Even running evals manually (no CI), baseline_score is useful: it's the with-skill pass rate from the most recent successful eval run, recorded in evals/evals.json next to last_validated. When you re-run evals later, compare the new pass rate against baseline_score:

  • New rate >= baseline_score — skill is stable or improving. Update baseline_score to the new rate (and bump last_validated).
  • New rate < baseline_score — regression. Investigate before updating either field. The skill change you just made may have broken something.

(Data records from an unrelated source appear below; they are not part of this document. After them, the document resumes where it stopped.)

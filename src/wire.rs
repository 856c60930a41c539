//! DNS messages, via `hickory-proto`.
//!
//! This is the default answer parser for [crate::resolver::Resolver], and the
//! query encoder used by the bundled UDP core.

use crate::record::QueryType;
use crate::reply::{
    AddrTtl, Hostent, MxReply, NaptrReply, Reply, SoaReply, SrvReply, TxtChunk,
};
use crate::status::Status;

use hickory_proto::op::{Message, MessageType, OpCode, Query};
use hickory_proto::rr::{Name, RData, Record, RecordType};
use std::net::IpAddr;
use tracing::{event, Level};

/// Renders a domain name the way results report it: without the root dot.
pub(crate) fn host_name(name: &Name) -> String {
    let ascii = name.to_ascii();
    match ascii.trim_end_matches('.') {
        "" => ".".to_string(),
        trimmed => trimmed.to_string(),
    }
}

/// Parses `name` as an absolute domain name.
pub(crate) fn fqdn(name: &str) -> Result<Name, Status> {
    let mut name = Name::from_utf8(name).map_err(|_| Status::BadName)?;
    name.set_fqdn(true);
    Ok(name)
}

fn ttl(record: &Record) -> i32 {
    i32::try_from(record.ttl()).unwrap_or(i32::MAX)
}

/// Encodes a single-question query.
pub fn build_query(
    id: u16,
    name: &str,
    qtype: QueryType,
    recursion_desired: bool,
) -> Result<Vec<u8>, Status> {
    let mut message = Message::new();
    message
        .set_id(id)
        .set_message_type(MessageType::Query)
        .set_op_code(OpCode::Query)
        .set_recursion_desired(recursion_desired);
    message.add_query(Query::query(fqdn(name)?, RecordType::from(qtype.code())));
    message.to_vec().map_err(|err| {
        event!(Level::DEBUG, ?err, name, "failed to encode query");
        Status::BadQuery
    })
}

/// The name whose PTR record maps `address` back to a host.
pub fn reverse_name(address: IpAddr) -> String {
    host_name(&Name::from(address))
}

/// Decodes a message, rejecting anything that is not a response to exactly
/// one question.
pub(crate) fn decode(buffer: &[u8]) -> Result<Message, Status> {
    let message = Message::from_vec(buffer).map_err(|err| {
        event!(Level::TRACE, ?err, "undecodable DNS message");
        Status::BadResponse
    })?;
    if message.message_type() != MessageType::Response || message.queries().len() != 1 {
        return Err(Status::BadResponse);
    }
    Ok(message)
}

/// The answers reachable from the question name, following CNAMEs.
///
/// Returns the chain of alias targets (possibly empty) and the records of
/// `rtype` owned by the last name in that chain.
fn follow_chain<'a>(message: &'a Message, rtype: RecordType) -> (Vec<Name>, Vec<&'a Record>) {
    let Some(question) = message.queries().first() else {
        return (vec![], vec![]);
    };
    let mut current = question.name().clone();
    let mut chain: Vec<Name> = vec![];

    // Bounded by the answer count, so a CNAME loop terminates.
    for _ in 0..message.answers().len() {
        let next = message.answers().iter().find_map(|record| match record.data() {
            Some(RData::CNAME(cname)) if *record.name() == current => Some(cname.0.clone()),
            _ => None,
        });
        match next {
            Some(target) if !chain.contains(&target) => {
                chain.push(target.clone());
                current = target;
            }
            _ => break,
        }
    }

    let found = message
        .answers()
        .iter()
        .filter(|record| record.record_type() == rtype && *record.name() == current)
        .collect();
    (chain, found)
}

fn of_type(message: &Message, rtype: RecordType) -> impl Iterator<Item = &Record> {
    message
        .answers()
        .iter()
        .filter(move |record| record.record_type() == rtype)
}

fn non_empty<T>(items: Vec<T>) -> Result<Vec<T>, Status> {
    if items.is_empty() {
        Err(Status::NoData)
    } else {
        Ok(items)
    }
}

fn addresses(message: &Message, qtype: QueryType) -> Result<Vec<AddrTtl>, Status> {
    let rtype = RecordType::from(qtype.code());
    let (_, found) = follow_chain(message, rtype);
    let addrs = found
        .into_iter()
        .filter_map(|record| {
            let address = match record.data()? {
                RData::A(a) => IpAddr::V4(a.0),
                RData::AAAA(aaaa) => IpAddr::V6(aaaa.0),
                _ => return None,
            };
            Some(AddrTtl {
                address,
                ttl: ttl(record),
            })
        })
        .collect();
    non_empty(addrs)
}

/// Parses the answer section of `buffer` for one concrete record type.
pub fn parse_reply(buffer: &[u8], qtype: QueryType) -> Result<Reply, Status> {
    let message = decode(buffer)?;
    let qname = message
        .queries()
        .first()
        .map(|query| host_name(query.name()))
        .unwrap_or_default();

    let reply = match qtype {
        QueryType::A => Reply::A(addresses(&message, qtype)?),
        QueryType::Aaaa => Reply::Aaaa(addresses(&message, qtype)?),
        QueryType::Cname => {
            let (chain, _) = follow_chain(&message, RecordType::CNAME);
            let Some(target) = chain.last() else {
                return Err(Status::NoData);
            };
            Reply::Cname(Hostent {
                name: host_name(target),
                aliases: vec![qname],
                addresses: vec![],
            })
        }
        QueryType::Mx => Reply::Mx(non_empty(
            of_type(&message, RecordType::MX)
                .filter_map(|record| match record.data()? {
                    RData::MX(mx) => Some(MxReply {
                        host: host_name(mx.exchange()),
                        priority: mx.preference(),
                        ttl: ttl(record),
                    }),
                    _ => None,
                })
                .collect(),
        )?),
        QueryType::Naptr => Reply::Naptr(non_empty(
            of_type(&message, RecordType::NAPTR)
                .filter_map(|record| match record.data()? {
                    RData::NAPTR(naptr) => Some(NaptrReply {
                        order: naptr.order(),
                        preference: naptr.preference(),
                        flags: naptr.flags().to_vec(),
                        service: naptr.services().to_vec(),
                        regexp: naptr.regexp().to_vec(),
                        replacement: host_name(naptr.replacement()),
                        ttl: ttl(record),
                    }),
                    _ => None,
                })
                .collect(),
        )?),
        QueryType::Ns => {
            let hosts = of_type(&message, RecordType::NS)
                .filter_map(|record| match record.data()? {
                    RData::NS(ns) => Some(host_name(&ns.0)),
                    _ => None,
                })
                .collect();
            Reply::Ns(Hostent {
                name: qname,
                aliases: non_empty(hosts)?,
                addresses: vec![],
            })
        }
        QueryType::Ptr => {
            let (_, found) = follow_chain(&message, RecordType::PTR);
            let targets: Vec<(String, i32)> = found
                .into_iter()
                .filter_map(|record| match record.data()? {
                    RData::PTR(ptr) => Some((host_name(&ptr.0), ttl(record))),
                    _ => None,
                })
                .collect();
            // The last target names the host, with its ttl.
            let (name, last_ttl) = targets.last().cloned().ok_or(Status::NoData)?;
            Reply::Ptr {
                hostent: Hostent {
                    name,
                    aliases: targets.into_iter().map(|(name, _)| name).collect(),
                    addresses: vec![],
                },
                ttl: last_ttl,
            }
        }
        QueryType::Soa => {
            let soa = of_type(&message, RecordType::SOA).find_map(|record| {
                match record.data()? {
                    RData::SOA(soa) => Some(SoaReply {
                        nsname: host_name(soa.mname()),
                        hostmaster: host_name(soa.rname()),
                        serial: soa.serial(),
                        refresh: soa.refresh() as u32,
                        retry: soa.retry() as u32,
                        expire: soa.expire() as u32,
                        minttl: soa.minimum(),
                        ttl: ttl(record),
                    }),
                    _ => None,
                }
            });
            Reply::Soa(soa.ok_or(Status::BadResponse)?)
        }
        QueryType::Srv => Reply::Srv(non_empty(
            of_type(&message, RecordType::SRV)
                .filter_map(|record| match record.data()? {
                    RData::SRV(srv) => Some(SrvReply {
                        host: host_name(srv.target()),
                        port: srv.port(),
                        priority: srv.priority(),
                        weight: srv.weight(),
                        ttl: ttl(record),
                    }),
                    _ => None,
                })
                .collect(),
        )?),
        QueryType::Txt => Reply::Txt(non_empty(
            of_type(&message, RecordType::TXT)
                .filter_map(|record| match record.data()? {
                    RData::TXT(txt) => Some((txt, ttl(record))),
                    _ => None,
                })
                .flat_map(|(txt, ttl)| {
                    txt.txt_data()
                        .iter()
                        .enumerate()
                        .map(move |(i, text)| TxtChunk {
                            text: text.to_vec(),
                            ttl,
                            record_start: i == 0,
                        })
                })
                .collect(),
        )?),
        QueryType::Any => return Err(Status::BadQuery),
    };
    Ok(reply)
}

/// Parses an address answer into a host entry: the canonical name, the
/// aliases that led to it, and every address of `qtype`.
pub(crate) fn parse_host(buffer: &[u8], qtype: QueryType) -> Result<Hostent, Status> {
    let message = decode(buffer)?;
    let rtype = RecordType::from(qtype.code());
    let (chain, found) = follow_chain(&message, rtype);

    let qname = message
        .queries()
        .first()
        .map(|query| query.name().clone())
        .ok_or(Status::BadResponse)?;
    let mut names: Vec<Name> = std::iter::once(qname).chain(chain).collect();
    let canonical = names.pop().map(|name| host_name(&name)).unwrap_or_default();

    let addresses = found
        .into_iter()
        .filter_map(|record| match record.data()? {
            RData::A(a) => Some(IpAddr::V4(a.0)),
            RData::AAAA(aaaa) => Some(IpAddr::V6(aaaa.0)),
            _ => None,
        })
        .collect();
    Ok(Hostent {
        name: canonical,
        aliases: names.iter().map(host_name).collect(),
        addresses: non_empty(addresses)?,
    })
}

This gives you a paper trail of "this skill scored 0.67 on these expectations on this date" without needing CI infrastructure. The Skill Creator's own benchmark.json already produces the pass rate — you're just writing it back into evals.json as a durable marker.


Eval Workspace Layout

The workspace is bounded to 3 live iterations max. Older iterations are summarized into archived-iterations/ automatically at the end of every eval cycle (Step 6 in references/eval-runner.md).

<skill-dir>/
evals/
evals.json # eval definitions + trigger tests
workspace/
archived-iterations/ # sorts above iteration-N alphabetically
INDEX.md # one-line-per-iteration summary table
index.json # machine-readable equivalent
iteration-1/
summary.json # pass rates, tokens, durations, failed assertions
benchmark.json # preserved verbatim
benchmark.md
embedded_data.json # extracted from HTML viewer; re-render on demand
notable/ # full eval dirs ONLY for regressions
eval-some-name/... # OR same_as.json pointer if dedup'd vs earlier archive
iteration-5/ # live (full data)
eval-basic-usage/
eval_metadata.json
with_skill/run-1/{grading,timing}.json + outputs/
without_skill/run-1/{grading,timing}.json + outputs/
eval-edge-case/...
benchmark.json
iteration-6/... # live
iteration-7/... # live (current)
eval-review-iteration-7.html # static viewer for current iteration

Rotation rules (run by python -m scripts.rotate_workspace <workspace> --keep 3 at end of each eval cycle):

  • Iterations beyond the keep window are archived into archived-iterations/iteration-N/ and removed from the live tree.
  • Iteration numbering keeps incrementing forever — iteration-8, iteration-9 — never reused.
  • "Notable" detection (which evals get full output preserved in notable/): a regression vs. the previous iteration (assertion that passed before now fails, OR with_skill pass_rate dropped). For iteration 1 the fallback is "any failed assertion".
  • Dedup across archives: if an earlier archived iteration already preserved the same eval with an identical with_skill failed-assertion signature, a new notable entry is replaced by a same_as.json pointer to that earlier iteration — no duplicated outputs.
  • The rendered HTML viewer is NOT preserved as HTML — only its EMBEDDED_DATA JSON is. To inspect an archived iteration in the browser, feed embedded_data.json back through eval-viewer/generate_review.py.

Typical archived iteration size: ~30-50 KB (vs. ~250 KB for a live one).